ISSUANCE OF PETRONAS BONDS: AN ASSESSMENT OF ITS ECONOMIC IMPACTS
Suarddy Bin Parman
Faculty of Economic and Administrations
University Malaya
Kuala Lumpur, Malaysia
Abstract
This study is to analyze the issuance of PETRONAS bonds and the assessment of its impact to Malaysian economy. The study shows that the oil shock has negative impact to the Malaysian economy. The government is no longer afforded to bear an increasing oil subsidy. Thus, we proposed the PETRONAS oil bonds and we developed a model known as PETRONAS Bonds Function (PB-Function) as the alternative to subsidy. The model applies the mathematical modeling in real time, information technology, network system and Econographicology. This study, we also use an advance geometry surfaces to see the movement of oil price and the relationship of oil bonds and subsidy.

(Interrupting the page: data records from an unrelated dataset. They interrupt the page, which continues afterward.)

//! The HTTP-visible failure taxonomy.
//!
//! Every failure the gateway can surface to a client maps to exactly one
//! [`GatewayError`] variant, and every variant maps to one HTTP status. The
//! RPC surface never raises: handlers return `Result<_, GatewayError>` and
//! the [`IntoResponse`] impl turns the error into a structured JSON body
//! `{"error": "..."}` with the appropriate status code.

use axum::http::StatusCode;
use axum::response::{IntoResponse, Response};
use axum::Json;
use serde_json::json;
use thiserror::Error;

/// All client-visible failures.
#[derive(Debug, Error)]
pub enum GatewayError {
    /// Malformed JSON body, missing required field.
    #[error("{0}")]
    BadRequest(String),
    /// Endpoint hit with the wrong verb.
    #[error("method not allowed")]
    MethodNotAllowed,
    /// Client IP outside the allow-list, or a path escape attempt.
    #[error("forbidden")]
    Forbidden,
    /// Unknown URL path or missing filesystem entry.
    #[error("not found")]
    NotFound,
    /// Interaction respond against an unknown or already-resolved request.
    #[error("{0}")]
    Conflict(String),
    /// Interaction respond against a session that has since exited.
    #[error("{0}")]
    Gone(String),
    /// The child returned an error object; its message is propagated.
    #[error("{0}")]
    Rpc(String),
    /// The waiter deadline elapsed before a matching response arrived.
    #[error("RPC request timed out: {0}")]
    RpcTimeout(String),
    /// The child exited while a call was in flight.
    #[error("app-server exited")]
    TransportClosed,
    /// Server-side failure outside the taxonomy above (e.g. spawn failure).
    #[error("{0}")]
    Internal(String),
}

impl GatewayError {
    /// The HTTP status this failure is reported with.
    pub fn status(&self) -> StatusCode {
        match self {
            Self::BadRequest(_) | Self::Rpc(_) => StatusCode::BAD_REQUEST,
            Self::MethodNotAllowed => StatusCode::METHOD_NOT_ALLOWED,
            Self::Forbidden => StatusCode::FORBIDDEN,
            Self::NotFound => StatusCode::NOT_FOUND,
            Self::Conflict(_) => StatusCode::CONFLICT,
            Self::Gone(_) => StatusCode::GONE,
            Self::RpcTimeout(_) | Self::TransportClosed | Self::Internal(_) => {
                StatusCode::INTERNAL_SERVER_ERROR
            }
        }
    }
}

impl IntoResponse for GatewayError {
    fn into_response(self) -> Response {
        let status = self.status();
        (status, Json(json!({ "error": self.to_string() }))).into_response()
    }
}

#[cfg(test)]
mod tests {
    use super::*;

    #[test]
    fn status_mapping_matches_taxonomy() {
        assert_eq!(
            GatewayError::BadRequest("x".into()).status(),
            StatusCode::BAD_REQUEST
        );
        assert_eq!(
            GatewayError::MethodNotAllowed.status(),
            StatusCode::METHOD_NOT_ALLOWED
        );
        assert_eq!(GatewayError::Forbidden.status(), StatusCode::FORBIDDEN);
        assert_eq!(GatewayError::NotFound.status(), StatusCode::NOT_FOUND);
        assert_eq!(
            GatewayError::Conflict("x".into()).status(),
            StatusCode::CONFLICT
        );
        assert_eq!(GatewayError::Gone("x".into()).status(), StatusCode::GONE);
        assert_eq!(GatewayError::Rpc("x".into()).status(), StatusCode::BAD_REQUEST);
        assert_eq!(
            GatewayError::RpcTimeout("m".into()).status(),
            StatusCode::INTERNAL_SERVER_ERROR
        );
        assert_eq!(
            GatewayError::TransportClosed.status(),
            StatusCode::INTERNAL_SERVER_ERROR
        );
    }

    #[test]
    fn timeout_message_names_the_method() {
        let e = GatewayError::RpcTimeout("turn/start".into());
        assert_eq!(e.to_string(), "RPC request timed out: turn/start");
    }

    #[test]
    fn transport_closed_message_is_stable() {
        // Clients match on this string; see the crash-recovery scenario.
        assert_eq!(GatewayError::TransportClosed.to_string(), "app-server exited");
    }
}
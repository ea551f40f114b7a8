//! Child supervision and frame routing.
//!
//! The [`Supervisor`] is the multiplexing core: it spawns children through
//! the transport, owns each child's stdout reader, classifies every decoded
//! frame, and wires the result into the right collaborator — the session's
//! call waiters, the interaction broker, or the event hub.
//!
//! # Frame classification
//!
//! For each frame from a child, in order:
//!
//! 1. numeric `id` with `result` or `error` — a response to one of our
//!    calls. Resolve the session's waiter; unmatched responses are dropped.
//! 2. numeric `id` with a string `method` — a server-initiated request
//!    (approval, questionnaire). Register a pending interaction and
//!    announce it on the thread's stream.
//! 3. string `method` without `id` — a notification. When it names a
//!    thread, the raw line is appended to that thread's log and broadcast.
//!
//! Anything else is dropped, as are lines that fail to parse — the child
//! never legitimately emits non-JSON on stdout.
//!
//! # Exit ordering
//!
//! When a child's stdout closes: outstanding waiters are rejected first,
//! pending interactions purged second, affinity cleared last. An in-flight
//! RPC therefore reports the transport failure, never a conflict.

use std::collections::HashMap;
use std::sync::atomic::{AtomicU64, Ordering};
use std::sync::{Arc, Mutex as StdMutex};
use std::time::Duration;

use serde_json::{json, Value};
use tokio::io::{AsyncBufReadExt, BufReader};
use tokio::sync::Mutex;

use crate::affinity::ThreadAffinity;
use crate::broker::{InteractionBroker, PendingInteraction};
use crate::error::GatewayError;
use crate::hub::EventHub;
use crate::session::ChildSession;
use crate::transport::AppServerTransport;

/// Owns every child session and the routing between them and the HTTP
/// surface.
pub struct Supervisor {
    transport: Box<dyn AppServerTransport>,
    sessions: StdMutex<HashMap<u64, Arc<ChildSession>>>,
    next_session_id: AtomicU64,
    /// Serializes child spawning so concurrent RPCs on an empty registry
    /// produce one child, not several.
    spawn_gate: Mutex<()>,
    affinity: ThreadAffinity,
    hub: Arc<EventHub>,
    broker: Arc<InteractionBroker>,
    rpc_timeout: Duration,
    shutdown_grace: Duration,
}

impl std::fmt::Debug for Supervisor {
    fn fmt(&self, f: &mut std::fmt::Formatter<'_>) -> std::fmt::Result {
        f.debug_struct("Supervisor")
            .field("sessions", &self.session_count())
            .finish()
    }
}
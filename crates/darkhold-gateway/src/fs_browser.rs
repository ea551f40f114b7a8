//! Filesystem browser collaborator.
//!
//! The browser UI picks working directories through `GET /api/fs/list`.
//! Listings are confined to the configured base path: the requested path is
//! canonicalized and must stay inside the canonicalized base, otherwise the
//! request is rejected as forbidden.

use std::path::{Path, PathBuf};

use chrono::{DateTime, Utc};
use serde::Serialize;
use tokio::fs;

use crate::error::GatewayError;

/// One directory entry in a listing.
#[derive(Debug, Serialize)]
pub struct FsEntry {
    /// File or directory name.
    pub name: String,
    /// Absolute path, usable as a follow-up `path` parameter.
    pub path: String,
    /// Whether the entry is a directory.
    #[serde(rename = "isDir")]
    pub is_dir: bool,
    /// Size in bytes; omitted for directories.
    #[serde(skip_serializing_if = "Option::is_none")]
    pub size: Option<u64>,
    /// Last modification time, RFC 3339; omitted when unavailable.
    #[serde(skip_serializing_if = "Option::is_none")]
    pub modified: Option<String>,
}

/// List the directory at `requested` (default: the base itself), confined
/// to `base`.
///
/// Returns the canonical path that was listed plus its entries, sorted
/// directories-first then by name.
///
/// # Errors
///
/// [`GatewayError::NotFound`] for missing paths,
/// [`GatewayError::Forbidden`] for escapes outside the base,
/// [`GatewayError::BadRequest`] when the path is not a directory.
pub async fn list_dir(
    base: &Path,
    requested: Option<&str>,
) -> Result<(PathBuf, Vec<FsEntry>), GatewayError> {
    let target = match requested {
        Some(p) if !p.trim().is_empty() => {
            let p = Path::new(p);
            if p.is_absolute() {
                p.to_path_buf()
            } else {
                base.join(p)
            }
        }
        _ => base.to_path_buf(),
    };

    let base = fs::canonicalize(base)
        .await
        .map_err(|e| GatewayError::Internal(format!("base path unavailable: {e}")))?;
    let target = fs::canonicalize(&target)
        .await
        .map_err(|_| GatewayError::NotFound)?;

    if !target.starts_with(&base) {
        return Err(GatewayError::Forbidden);
    }

    let metadata = fs::metadata(&target)
        .await
        .map_err(|_| GatewayError::NotFound)?;
    if !metadata.is_dir() {
        return Err(GatewayError::BadRequest(format!(
            "not a directory: {}",
            target.display()
        )));
    }

    let mut entries = Vec::new();
    let mut reader = fs::read_dir(&target)
        .await
        .map_err(|e| GatewayError::Internal(format!("failed to read directory: {e}")))?;
    while let Some(entry) = reader
        .next_entry()
        .await
        .map_err(|e| GatewayError::Internal(format!("failed to read directory: {e}")))?
    {
        let name = entry.file_name().to_string_lossy().to_string();
        let Ok(metadata) = entry.metadata().await else {
            continue;
        };
        let is_dir = metadata.is_dir();
        let modified = metadata
            .modified()
            .ok()
            .map(|t| DateTime::<Utc>::from(t).to_rfc3339());
        entries.push(FsEntry {
            path: entry.path().to_string_lossy().to_string(),
            name,
            is_dir,
            size: (!is_dir).then(|| metadata.len()),
            modified,
        });
    }

    entries.sort_by(|a, b| {
        b.is_dir
            .cmp(&a.is_dir)
            .then_with(|| a.name.to_lowercase().cmp(&b.name.to_lowercase()))
    });

    Ok((target, entries))
}
//! Thread-to-session affinity map.
//!
//! A thread's traffic must stay on the child that owns its in-memory state,
//! so the map remembers which session currently serves each thread id. At
//! any time a thread is owned by at most one live session; when that
//! session exits its bindings are cleared and the thread is free to be
//! re-bound (typically after a `thread/resume` on a fresh child).

use std::collections::HashMap;
use std::sync::Mutex;

/// Shared cross-reference from thread id to owning session id.
///
/// All operations are O(1) under one mutex; nothing is awaited while the
/// lock is held.
#[derive(Debug, Default)]
pub struct ThreadAffinity {
    map: Mutex<HashMap<String, u64>>,
}

impl ThreadAffinity {
    /// Create an empty map.
    pub fn new() -> Self {
        Self::default()
    }

    /// Bind `thread_id` to `session_id`.
    ///
    /// Idempotent and safe to call on every thread-producing event; a
    /// rebind to a different session overwrites (the previous owner has
    /// necessarily exited or handed the thread off).
    pub fn bind(&self, thread_id: &str, session_id: u64) {
        self.map
            .lock()
            .expect("affinity mutex poisoned")
            .insert(thread_id.to_string(), session_id);
    }

    /// The session currently owning `thread_id`, if any.
    pub fn lookup(&self, thread_id: &str) -> Option<u64> {
        self.map
            .lock()
            .expect("affinity mutex poisoned")
            .get(thread_id)
            .copied()
    }

    /// Clear every binding owned by `session_id` (called on child exit).
    /// Returns the thread ids that were unbound.
    pub fn unbind_all(&self, session_id: u64) -> Vec<String> {
        let mut map = self.map.lock().expect("affinity mutex poisoned");
        let threads: Vec<String> = map
            .iter()
            .filter(|(_, sid)| **sid == session_id)
            .map(|(tid, _)| tid.clone())
            .collect();
        for tid in &threads {
            map.remove(tid);
        }
        threads
    }

    /// Number of bound threads.
    pub fn len(&self) -> usize {
        self.map.lock().expect("affinity mutex poisoned").len()
    }

    /// Whether no threads are bound.
    pub fn is_empty(&self) -> bool {
        self.len() == 0
    }
}
#[cfg(test)]
mod tests {
    use super::*;
    use serde_json::json;

    fn make_log() -> (tempfile::TempDir, ThreadEventLog) {
        let dir = tempfile::tempdir().unwrap();
        let log = ThreadEventLog::new(dir.path().join("threads"));
        (dir, log)
    }

    // ─── sanitize ────────────────────────────────────────────────────────────

    #[test]
    fn sanitize_keeps_safe_chars() {
        assert_eq!(sanitize_thread_id("abc-123_X.y"), "abc-123_X.y");
    }

    #[test]
    fn sanitize_replaces_unsafe_chars() {
        assert_eq!(sanitize_thread_id("a/b\\c:d e"), "a_b_c_d_e");
        assert_eq!(sanitize_thread_id("../../etc/passwd"), ".._.._etc_passwd");
    }

    // ─── append + read ───────────────────────────────────────────────────────

    #[tokio::test]
    async fn append_then_read_preserves_order() {
        let (_dir, log) = make_log();
        log.append("t1", r#"{"seq":1}"#).await.unwrap();
        log.append("t1", r#"{"seq":2}"#).await.unwrap();
        log.append("t1", r#"{"seq":3}"#).await.unwrap();

        let lines = log.read("t1").await.unwrap();
        assert_eq!(lines, vec![r#"{"seq":1}"#, r#"{"seq":2}"#, r#"{"seq":3}"#]);
        assert_eq!(log.len("t1").await.unwrap(), 3);
    }

    #[tokio::test]
    async fn read_missing_thread_is_empty() {
        let (_dir, log) = make_log();
        assert!(log.read("nothing").await.unwrap().is_empty());
        assert_eq!(log.len("nothing").await.unwrap(), 0);
    }

    #[tokio::test]
    async fn threads_are_isolated() {
        let (_dir, log) = make_log();
        log.append("alpha", r#"{"a":1}"#).await.unwrap();
        log.append("beta", r#"{"b":1}"#).await.unwrap();
        assert_eq!(log.read("alpha").await.unwrap().len(), 1);
        assert_eq!(log.read("beta").await.unwrap().len(), 1);
    }

    #[tokio::test]
    async fn concurrent_appends_do_not_interleave() {
        let (_dir, log) = make_log();
        let log = std::sync::Arc::new(log);

        let mut handles = Vec::new();
        for task in 0..8u32 {
            let log = std::sync::Arc::clone(&log);
            handles.push(tokio::spawn(async move {
                for i in 0..10u32 {
                    log.append("shared", &format!(r#"{{"task":{task},"i":{i}}}"#))
                        .await
                        .unwrap();
                }
            }));
        }
        for h in handles {
            h.await.unwrap();
        }

        let lines = log.read("shared").await.unwrap();
        assert_eq!(lines.len(), 80);
        // Every line must be intact JSON — no torn writes.
        for line in lines {
            let _: Value = serde_json::from_str(&line).unwrap();
        }
    }

    // ─── locking ─────────────────────────────────────────────────────────────

    #[tokio::test]
    async fn stale_lock_dir_times_out_append() {
        let (_dir, log) = make_log();
        std::fs::create_dir_all(log.root()).unwrap();
        std::fs::create_dir(log.root().join("held.lock")).unwrap();

        tokio::time::pause();
        let append = tokio::spawn({
            let root = log.root().to_path_buf();
            async move {
                ThreadEventLog::new(root).append("held", "{}").await
            }
        });
        tokio::time::advance(LOCK_BUDGET + Duration::from_secs(1)).await;
        let result = append.await.unwrap();
        assert!(matches!(result, Err(EventLogError::LockTimeout { .. })));
    }

    // ─── rehydration ─────────────────────────────────────────────────────────

    fn two_turn_result() -> Value {
        json!({
            "thread": {
                "id": "t1",
                "turns": [
                    {
                        "items": [
                            {"type": "userMessage", "content": [{"type": "text", "text": "hi"}]},
                            {"type": "agentMessage", "text": "hello"}
                        ],
                        "status": "completed"
                    },
                    {
                        "items": [
                            {"type": "commandExecution", "command": "make", "status": "failed"}
                        ],
                        "status": "failed",
                        "error": {"message": "make exited 2"}
                    }
                ]
            }
        })
    }

    #[test]
    fn derive_lines_covers_items_errors_and_turn_markers() {
        let lines = derive_thread_read_lines("t1", &two_turn_result());
        assert_eq!(lines.len(), 6);

        let parsed: Vec<Value> = lines
            .iter()
            .map(|l| serde_json::from_str(l).unwrap())
            .collect();
        assert_eq!(parsed[0]["params"]["type"], "user.input");
        assert_eq!(parsed[0]["params"]["source"], "thread/read");
        assert_eq!(parsed[1]["params"]["type"], "assistant.output");
        assert_eq!(parsed[2]["method"], "turn/completed");
        assert_eq!(parsed[2]["params"]["turnNumber"], 1);
        assert_eq!(parsed[3]["params"]["type"], "command.failed");
        // turn.error comes between the failed turn's items and its marker.
        assert_eq!(parsed[4]["params"]["type"], "turn.error");
        assert_eq!(parsed[5]["method"], "turn/completed");
        assert_eq!(parsed[5]["params"]["turnNumber"], 2);
    }

    #[test]
    fn derive_lines_emits_turn_error_for_failed_turn() {
        let lines = derive_thread_read_lines("t1", &two_turn_result());
        let joined = lines.join("\n");
        assert!(joined.contains("turn.error"));
        assert!(joined.contains("make exited 2"));
    }

    #[test]
    fn derive_lines_without_turns_is_empty() {
        assert!(derive_thread_read_lines("t1", &json!({"thread": {"id": "t1"}})).is_empty());
        assert!(derive_thread_read_lines("t1", &json!({})).is_empty());
    }

    #[tokio::test]
    async fn rehydrate_replaces_stale_content() {
        let (_dir, log) = make_log();
        log.append("t1", r#"{"stale":true}"#).await.unwrap();

        let written = log
            .rehydrate_from_thread_read("t1", &two_turn_result())
            .await
            .unwrap();
        let read_back = log.read("t1").await.unwrap();
        assert_eq!(written, read_back);
        assert!(!read_back.iter().any(|l| l.contains("stale")));
    }

    #[tokio::test]
    async fn rehydrate_is_idempotent() {
        let (_dir, log) = make_log();
        let first = log
            .rehydrate_from_thread_read("t1", &two_turn_result())
            .await
            .unwrap();
        let second = log
            .rehydrate_from_thread_read("t1", &two_turn_result())
            .await
            .unwrap();
        assert_eq!(first, second);
        assert_eq!(log.read("t1").await.unwrap(), second);
    }

    // ─── cleanup ─────────────────────────────────────────────────────────────

    #[tokio::test]
    async fn cleanup_removes_root() {
        let (_dir, log) = make_log();
        log.append("t1", "{}").await.unwrap();
        assert!(log.root().exists());
        log.cleanup().await.unwrap();
        assert!(!log.root().exists());
        // Cleaning an already-missing root is fine.
        log.cleanup().await.unwrap();
    }
}
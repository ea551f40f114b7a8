//! The HTTP/SSE surface.
//!
//! Thin adapters between HTTP and the gateway's internals: every handler
//! validates its inputs, delegates to the supervisor / hub / filesystem
//! browser, and maps failures through [`GatewayError`]. The allow-list is
//! enforced as middleware on every route using the peer address from
//! `ConnectInfo`.

use std::convert::Infallible;
use std::net::SocketAddr;
use std::path::PathBuf;
use std::sync::Arc;
use std::time::Duration;

use axum::extract::rejection::JsonRejection;
use axum::extract::{ConnectInfo, Query, Request, State};
use axum::http::{header, HeaderMap};
use axum::middleware::{self, Next};
use axum::response::sse::{Event, KeepAlive, Sse};
use axum::response::{IntoResponse, Response};
use axum::routing::{get, post};
use axum::{Json, Router};
use serde::Deserialize;
use serde_json::{json, Value};
use tower_http::cors::CorsLayer;
use tower_http::trace::TraceLayer;

use crate::allowlist::ClientAllowList;
use crate::error::GatewayError;
use crate::fs_browser;
use crate::hub::EventHub;
use crate::supervisor::Supervisor;

/// Shared state behind every handler.
#[derive(Clone)]
pub struct AppState {
    /// The multiplexing core.
    pub supervisor: Arc<Supervisor>,
    /// The fan-out hub (shared with the supervisor).
    pub hub: Arc<EventHub>,
    /// Client IP filter.
    pub allowlist: Arc<ClientAllowList>,
    /// Filesystem browser confinement root.
    pub base_path: PathBuf,
    /// SSE keepalive interval.
    pub keepalive: Duration,
}

/// Build the API router with tracing, CORS, and the allow-list applied.
pub fn router(state: AppState) -> Router {
    Router::new()
        .route("/api/health", get(health))
        .route("/api/fs/list", get(fs_list))
        .route("/api/rpc", post(rpc))
        .route("/api/thread/events", get(thread_events))
        .route("/api/thread/events/stream", get(thread_events_stream))
        .route("/api/thread/interaction/respond", post(interaction_respond))
        .fallback(not_found)
        .layer(middleware::from_fn_with_state(
            state.clone(),
            enforce_allowlist,
        ))
        .layer(TraceLayer::new_for_http())
        .layer(CorsLayer::permissive())
        .with_state(state)
}

async fn enforce_allowlist(
    State(state): State<AppState>,
    ConnectInfo(peer): ConnectInfo<SocketAddr>,
    request: Request,
    next: Next,
) -> Response {
    if state.allowlist.is_allowed(peer.ip()) {
        next.run(request).await
    } else {
        tracing::debug!(peer = %peer, "rejected client outside allow-list");
        GatewayError::Forbidden.into_response()
    }
}

async fn not_found() -> GatewayError {
    GatewayError::NotFound
}

// ─── /api/health ─────────────────────────────────────────────────────────────

async fn health(State(state): State<AppState>) -> Json<Value> {
    Json(json!({
        "ok": true,
        "basePath": state.base_path.to_string_lossy(),
        "version": env!("CARGO_PKG_VERSION"),
    }))
}

// ─── /api/fs/list ────────────────────────────────────────────────────────────

#[derive(Debug, Deserialize)]
struct FsQuery {
    path: Option<String>,
}

async fn fs_list(
    State(state): State<AppState>,
    Query(query): Query<FsQuery>,
) -> Result<Json<Value>, GatewayError> {
    let (listed, entries) = fs_browser::list_dir(&state.base_path, query.path.as_deref()).await?;
    Ok(Json(json!({
        "path": listed.to_string_lossy(),
        "entries": entries,
    })))
}

// ─── /api/rpc ────────────────────────────────────────────────────────────────

async fn rpc(
    State(state): State<AppState>,
    body: Result<Json<Value>, JsonRejection>,
) -> Result<Json<Value>, GatewayError> {
    let Json(body) = body.map_err(|e| GatewayError::BadRequest(format!("invalid JSON body: {e}")))?;
    let method = body
        .get("method")
        .and_then(Value::as_str)
        .filter(|m| !m.is_empty())
        .ok_or_else(|| GatewayError::BadRequest("missing 'method'".into()))?;
    let params = body.get("params").cloned().unwrap_or_else(|| json!({}));

    let result = state.supervisor.rpc(method, params).await?;
    Ok(Json(result))
}

// ─── /api/thread/events ──────────────────────────────────────────────────────

#[derive(Debug, Deserialize)]
struct ThreadQuery {
    #[serde(rename = "threadId")]
    thread_id: Option<String>,
    #[serde(rename = "lastEventId")]
    last_event_id: Option<String>,
}

impl ThreadQuery {
    fn require_thread_id(&self) -> Result<&str, GatewayError> {
        self.thread_id
            .as_deref()
            .filter(|t| !t.is_empty())
            .ok_or_else(|| GatewayError::BadRequest("missing 'threadId'".into()))
    }
}

async fn thread_events(
    State(state): State<AppState>,
    Query(query): Query<ThreadQuery>,
) -> Result<Json<Value>, GatewayError> {
    let thread_id = query.require_thread_id()?;
    let events = state
        .hub
        .log()
        .read(thread_id)
        .await
        .map_err(|e| GatewayError::Internal(format!("failed to read event log: {e}")))?;
    Ok(Json(json!({ "threadId": thread_id, "events": events })))
}

// ─── /api/thread/events/stream ───────────────────────────────────────────────

/// Resume position: the `Last-Event-ID` header wins, the `lastEventId`
/// query parameter is the fallback. Values that do not parse as a
/// non-negative integer mean "replay everything".
fn resume_position(headers: &HeaderMap, query: &ThreadQuery) -> Option<u64> {
    headers
        .get("last-event-id")
        .and_then(|v| v.to_str().ok())
        .map(str::to_string)
        .or_else(|| query.last_event_id.clone())
        .and_then(|raw| raw.trim().parse::<u64>().ok())
}

async fn thread_events_stream(
    State(state): State<AppState>,
    Query(query): Query<ThreadQuery>,
    headers: HeaderMap,
) -> Result<Response, GatewayError> {
    let thread_id = query.require_thread_id()?.to_string();
    let last_event_id = resume_position(&headers, &query);

    let subscription = state
        .hub
        .subscribe(&thread_id, last_event_id)
        .await
        .map_err(|e| GatewayError::Internal(format!("failed to open event stream: {e}")))?;

    let stream = futures::stream::unfold(subscription, |mut subscription| async move {
        let event = subscription.next().await?;
        let sse = Event::default().id(event.id.to_string()).data(event.data);
        Some((Ok::<Event, Infallible>(sse), subscription))
    });

    let sse = Sse::new(stream)
        .keep_alive(KeepAlive::new().interval(state.keepalive).text("keepalive"));
    Ok((
        [
            (header::CONTENT_TYPE, "text/event-stream; charset=utf-8"),
            (header::CACHE_CONTROL, "no-cache, no-transform"),
        ],
        sse,
    )
        .into_response())
}

// ─── /api/thread/interaction/respond ─────────────────────────────────────────

async fn interaction_respond(
    State(state): State<AppState>,
    body: Result<Json<Value>, JsonRejection>,
) -> Result<Json<Value>, GatewayError> {
    let Json(body) = body.map_err(|e| GatewayError::BadRequest(format!("invalid JSON body: {e}")))?;

    let thread_id = body
        .get("threadId")
        .and_then(Value::as_str)
        .filter(|t| !t.is_empty())
        .ok_or_else(|| GatewayError::BadRequest("missing 'threadId'".into()))?;
    let request_id = match body.get("requestId") {
        Some(Value::String(s)) if !s.is_empty() => s.clone(),
        Some(Value::Number(n)) => n.to_string(),
        _ => return Err(GatewayError::BadRequest("missing 'requestId'".into())),
    };
    let result = body.get("result").cloned();
    let error = body.get("error").cloned();

    state
        .supervisor
        .respond_interaction(thread_id, &request_id, result, error)
        .await?;
    Ok(Json(json!({ "ok": true })))
}

#[cfg(test)]
mod tests {
    use super::*;

    fn headers_with(value: Option<&str>) -> HeaderMap {
        let mut headers = HeaderMap::new();
        if let Some(v) = value {
            headers.insert("last-event-id", v.parse().unwrap());
        }
        headers
    }

    fn query(last_event_id: Option<&str>) -> ThreadQuery {
        ThreadQuery {
            thread_id: Some("t1".into()),
            last_event_id: last_event_id.map(str::to_string),
        }
    }

    #[test]
    fn header_wins_over_query() {
        let headers = headers_with(Some("7"));
        assert_eq!(resume_position(&headers, &query(Some("3"))), Some(7));
    }

    #[test]
    fn query_is_the_fallback() {
        let headers = headers_with(None);
        assert_eq!(resume_position(&headers, &query(Some("3"))), Some(3));
    }

    #[test]
    fn absent_everywhere_means_full_replay() {
        let headers = headers_with(None);
        assert_eq!(resume_position(&headers, &query(None)), None);
    }

    #[test]
    fn garbage_means_full_replay() {
        let headers = headers_with(Some("not-a-number"));
        assert_eq!(resume_position(&headers, &query(None)), None);
    }

    #[test]
    fn missing_thread_id_is_bad_request() {
        let q = ThreadQuery {
            thread_id: None,
            last_event_id: None,
        };
        assert!(matches!(
            q.require_thread_id().unwrap_err(),
            GatewayError::BadRequest(_)
        ));
    }
}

We found that there is an inverse relationship between subsidy and PETRONAS oil bonds. If the oil market prices increase, the government capability to subsidize the domestic oil price will decrease. Therefore, the government will issue the PETRONAS oil bonds to accommodate the differences between subsidy level and current oil prices. Thus, government is capable to offer lower prices of oil. However, if the oil market prices decrease and the government capable to subsidize the oil prices, therefore, the government does not have to issue PETRONAS oil bonds.
Keywords: Malaysian Petroleum Industry, PETRONAS Bond Function, economic mathematics, multi-dimensional surfaces, oil bonds, oil subsidy.